Sejam quais forem os complementos a serem acrescentados às observações precedentes, possuímos de ora em diante a certeza científica da sobrevivência da alma, além do último suspiro terrestre. A ALMA É INDEPENDENTE DO

ORGANISMO MATERIAL E CONTINUA A VIVER DEPOIS DA MORTE.12

Conhecido é, ainda, o discurso proferido por Flammarion no sepultamento do corpo físico de Allan Kardec. Registrem-se algumas de suas palavras finais, por testemunho de carinho ao seu mestre e amigo: Pouco importa que aqueles cuja vista é limitada pelo orgulho ou pelo preconceito não compreendam absolutamente os anseios de nossas mentes ávidas de conhecer e lancem sobre este gênero de estudos [do Espiritismo] seus sarcasmos ou anátemas. Colocamos mais alto as nossas contemplações!... Foste o primeiro, ó mestre e amigo! Foste o primeiro a dar, desde o início da minha carreira astronômica, testemunho de viva simpatia às minhas deduções relativas à existência das humanidades celestes, pois, tomando do livro sobre a Pluralidade dos mundos habitados, o pusestes imediatamente na base do edifício doutrinário com que sonhavas. Muitas vezes conversávamos sobre essa vida celeste tão misteriosa: agora, ó alma, sabes, por visão direta, em que consiste a vida espiritual a que voltaremos todos e que esquecemos durante a existência na Terra. [...] [...] A imortalidade é a luz da vida, como este Sol resplandecente é a luz da Natureza.

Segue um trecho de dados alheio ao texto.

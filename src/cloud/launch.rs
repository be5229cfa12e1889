//! Cloud job launch: upload the PDF, start an async OCR job, return at once.
//!
//! [`CloudJobLauncher`] is the mechanism; [`CloudOcrStrategy`] is the policy
//! wrapper that slots it into the extraction chain and decides what a launch
//! failure means: fatal in cloud-only mode, a logged fallback to local OCR
//! otherwise.

use crate::cloud::{BlobLocation, BlobStore, CloudOcrProvider, PutOptions};
use crate::config::BlobDestination;
use crate::error::{Fallthrough, PdfTextError};
use crate::output::ExtractionResult;
use crate::pipeline::validate::{ValidatedPdf, PDF_CONTENT_TYPE};
use crate::pipeline::{Attempt, ExtractionStrategy};
use async_trait::async_trait;
use chrono::Utc;
use std::sync::atomic::{AtomicU64, Ordering};
use std::sync::Arc;
use tracing::{info, warn};

/// A job the provider accepted.
#[derive(Debug, Clone, PartialEq, Eq)]
pub struct LaunchedJob {
    pub job_id: String,
    pub blob_key: String,
}

/// Generate a fresh object key: `{prefix}/{unix_millis}-{random}.pdf`.
pub fn unique_blob_key(prefix: &str) -> String {
    let suffix = uuid::Uuid::new_v4().simple().to_string();
    format!(
        "{}/{}-{}.pdf",
        prefix.trim_end_matches('/'),
        Utc::now().timestamp_millis(),
        &suffix[..12]
    )
}

/// Uploads PDFs and starts provider jobs.
pub struct CloudJobLauncher {
    blob_store: Arc<dyn BlobStore>,
    provider: Arc<dyn CloudOcrProvider>,
    destination: Option<BlobDestination>,
}

impl CloudJobLauncher {
    pub fn new(
        blob_store: Arc<dyn BlobStore>,
        provider: Arc<dyn CloudOcrProvider>,
        destination: Option<BlobDestination>,
    ) -> Self {
        Self {
            blob_store,
            provider,
            destination,
        }
    }

    /// Upload `pdf` and start a text-detection job over it.
    ///
    /// Returns once the job is accepted, not when it finishes.
    ///
    /// # Errors
    /// - [`PdfTextError::MissingBlobDestination`]: no bucket configured
    /// - [`PdfTextError::BlobUploadFailed`]: the upload was rejected
    /// - [`PdfTextError::CloudLaunchFailed`]: the provider refused the job
    pub async fn launch(&self, pdf: &ValidatedPdf) -> Result<LaunchedJob, PdfTextError> {
        let destination = self
            .destination
            .as_ref()
            .ok_or(PdfTextError::MissingBlobDestination)?;

        let location = BlobLocation {
            bucket: destination.bucket.clone(),
            key: unique_blob_key(&destination.prefix),
        };
        let options = PutOptions {
            content_type: PDF_CONTENT_TYPE,
            server_side_encryption: true,
        };

        self.blob_store
            .put_object(&location, pdf.bytes(), &options)
            .await?;
        info!(
            "Uploaded {} bytes to {}/{}",
            pdf.len(),
            location.bucket,
            location.key
        );

        let job_id = self.provider.start_text_detection(&location).await?;
        info!("Cloud OCR job {} started for {}", job_id, location.key);

        Ok(LaunchedJob {
            job_id,
            blob_key: location.key,
        })
    }
}

/// Chain tier that queues a cloud job.
pub struct CloudOcrStrategy {
    launcher: CloudJobLauncher,
    cloud_only: bool,
    fallbacks: Arc<AtomicU64>,
}

impl CloudOcrStrategy {
    /// `fallbacks` is bumped every time a failed launch is downgraded to a
    /// local-OCR fallback.
    pub fn new(launcher: CloudJobLauncher, cloud_only: bool, fallbacks: Arc<AtomicU64>) -> Self {
        Self {
            launcher,
            cloud_only,
            fallbacks,
        }
    }
}

#[async_trait]
impl ExtractionStrategy for CloudOcrStrategy {
    fn name(&self) -> &'static str {
        "cloud-ocr"
    }

    async fn attempt(&self, pdf: &ValidatedPdf) -> Result<Attempt, PdfTextError> {
        match self.launcher.launch(pdf).await {
            Ok(job) => Ok(Attempt::Concluded(ExtractionResult::queued(
                job.job_id,
                job.blob_key,
            ))),
            Err(PdfTextError::MissingBlobDestination) => Err(PdfTextError::MissingBlobDestination),
            Err(e @ PdfTextError::CloudLaunchFailed { .. }) if self.cloud_only => Err(e),
            Err(e) if self.cloud_only => Err(PdfTextError::CloudLaunchFailed {
                detail: e.to_string(),
            }),
            Err(e) => {
                let total = self.fallbacks.fetch_add(1, Ordering::Relaxed) + 1;
                warn!(
                    target: "pdftext::fallback",
                    error = %e,
                    fallbacks = total,
                    "cloud OCR launch failed; falling back to local OCR"
                );
                Ok(Attempt::Declined(Fallthrough::CloudUnavailable {
                    detail: e.to_string(),
                }))
            }
        }
    }
}

#[cfg(test)]
mod tests {
    use super::*;
    use crate::cloud::DetectionPage;
    use crate::output::ExtractionMethod;
    use crate::pipeline::validate::validate_bytes;
    use std::sync::Mutex;

    #[derive(Default)]
    struct RecordingStore {
        puts: Mutex<Vec<(BlobLocation, usize, PutOptions)>>,
        fail: bool,
    }

    #[async_trait]
    impl BlobStore for RecordingStore {
        async fn put_object(
            &self,
            location: &BlobLocation,
            body: &[u8],
            options: &PutOptions,
        ) -> Result<(), PdfTextError> {
            if self.fail {
                return Err(PdfTextError::BlobUploadFailed {
                    key: location.key.clone(),
                    detail: "access denied".into(),
                });
            }
            self.puts
                .lock()
                .unwrap()
                .push((location.clone(), body.len(), options.clone()));
            Ok(())
        }
    }

    struct StartOnly {
        fail: bool,
    }

    #[async_trait]
    impl CloudOcrProvider for StartOnly {
        async fn start_text_detection(
            &self,
            location: &BlobLocation,
        ) -> Result<String, PdfTextError> {
            if self.fail {
                Err(PdfTextError::CloudLaunchFailed {
                    detail: "throttled".into(),
                })
            } else {
                Ok(format!("job-for-{}", location.bucket))
            }
        }

        async fn get_text_detection(
            &self,
            _job_id: &str,
            _next_token: Option<&str>,
            _max_results: i32,
        ) -> Result<DetectionPage, PdfTextError> {
            unreachable!("launch never polls")
        }
    }

    fn pdf() -> ValidatedPdf {
        validate_bytes(&[7u8; 32], 1024).unwrap()
    }

    fn strategy(
        store: Arc<RecordingStore>,
        fail_start: bool,
        cloud_only: bool,
    ) -> (CloudOcrStrategy, Arc<AtomicU64>) {
        let launcher = CloudJobLauncher::new(
            store,
            Arc::new(StartOnly { fail: fail_start }),
            Some(BlobDestination::new("ocr-bucket")),
        );
        let counter = Arc::new(AtomicU64::new(0));
        (CloudOcrStrategy::new(launcher, cloud_only, Arc::clone(&counter)), counter)
    }

    #[test]
    fn blob_keys_are_unique_and_prefixed() {
        let a = unique_blob_key("uploads/ocr/");
        let b = unique_blob_key("uploads/ocr");
        assert_ne!(a, b);
        assert!(a.starts_with("uploads/ocr/"));
        assert!(!a.contains("//"));
        assert!(a.ends_with(".pdf"));
    }

    #[tokio::test]
    async fn launch_uploads_encrypted_pdf_then_starts_job() {
        let store = Arc::new(RecordingStore::default());
        let launcher = CloudJobLauncher::new(
            store.clone(),
            Arc::new(StartOnly { fail: false }),
            Some(BlobDestination::new("ocr-bucket")),
        );
        let job = launcher.launch(&pdf()).await.unwrap();
        assert_eq!(job.job_id, "job-for-ocr-bucket");

        let puts = store.puts.lock().unwrap();
        assert_eq!(puts.len(), 1);
        let (location, len, options) = &puts[0];
        assert_eq!(location.bucket, "ocr-bucket");
        assert_eq!(location.key, job.blob_key);
        assert_eq!(*len, 32);
        assert_eq!(options.content_type, "application/pdf");
        assert!(options.server_side_encryption);
    }

    #[tokio::test]
    async fn launch_without_destination_is_fatal_config_error() {
        let launcher = CloudJobLauncher::new(
            Arc::new(RecordingStore::default()),
            Arc::new(StartOnly { fail: false }),
            None,
        );
        let err = launcher.launch(&pdf()).await.unwrap_err();
        assert!(matches!(err, PdfTextError::MissingBlobDestination));
    }

    #[tokio::test]
    async fn successful_launch_concludes_with_queued_result() {
        let (s, counter) = strategy(Arc::new(RecordingStore::default()), false, false);
        match s.attempt(&pdf()).await.unwrap() {
            Attempt::Concluded(r) => {
                assert!(!r.success);
                assert!(r.queued);
                assert_eq!(r.method, ExtractionMethod::CloudOcr);
                assert_eq!(r.job_id.as_deref(), Some("job-for-ocr-bucket"));
                assert!(r.blob_key.is_some());
                assert!(r.status.is_none());
            }
            other => panic!("expected queued result, got {other:?}"),
        }
        assert_eq!(counter.load(Ordering::Relaxed), 0);
    }

    #[tokio::test]
    async fn failed_start_declines_and_counts_fallback() {
        let (s, counter) = strategy(Arc::new(RecordingStore::default()), true, false);
        let attempt = s.attempt(&pdf()).await.unwrap();
        assert!(matches!(
            attempt,
            Attempt::Declined(Fallthrough::CloudUnavailable { .. })
        ));
        assert_eq!(counter.load(Ordering::Relaxed), 1);
    }

    #[tokio::test]
    async fn failed_upload_in_cloud_only_mode_is_fatal() {
        let store = Arc::new(RecordingStore {
            fail: true,
            ..Default::default()
        });
        let (s, counter) = strategy(store, false, true);
        let err = s.attempt(&pdf()).await.unwrap_err();
        assert!(matches!(err, PdfTextError::CloudLaunchFailed { .. }));
        assert!(err.to_string().contains("access denied"));
        assert_eq!(counter.load(Ordering::Relaxed), 0);
    }
}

Até breve, meu caro Allan Kardec, até breve!1

Resta ainda salientar o interesse de Flammarion pelos fenômenos anímicos. Mais talvez que os demais integrantes da equipe da Codificação, dedica grande parte de sua obra literária espírita ao exame das manifestações de emancipação da alma. Preocupação semelhante acudiu ao grande pesquisador italiano Ernesto Bozzano, que, em sua obra Animismo ou espiritismo?, consagra-se a demonstrar a importância do fenômeno anímico para a compreensão de toda a fenomenologia mediúnica.Em suma, por tudo o que foi exposto, pode-se ter uma ideia do grandioso trabalho desenvolvido por esses três grandes vultos do Espiritismo nascente, os quais, desenvolvendo os ensinos dos Espíritos Superiores sintetizados por Allan Kardec, contribuíram para que as luzes da Doutrina Espírita chegassem aos nossos dias, iluminando o porvir da Humanidade.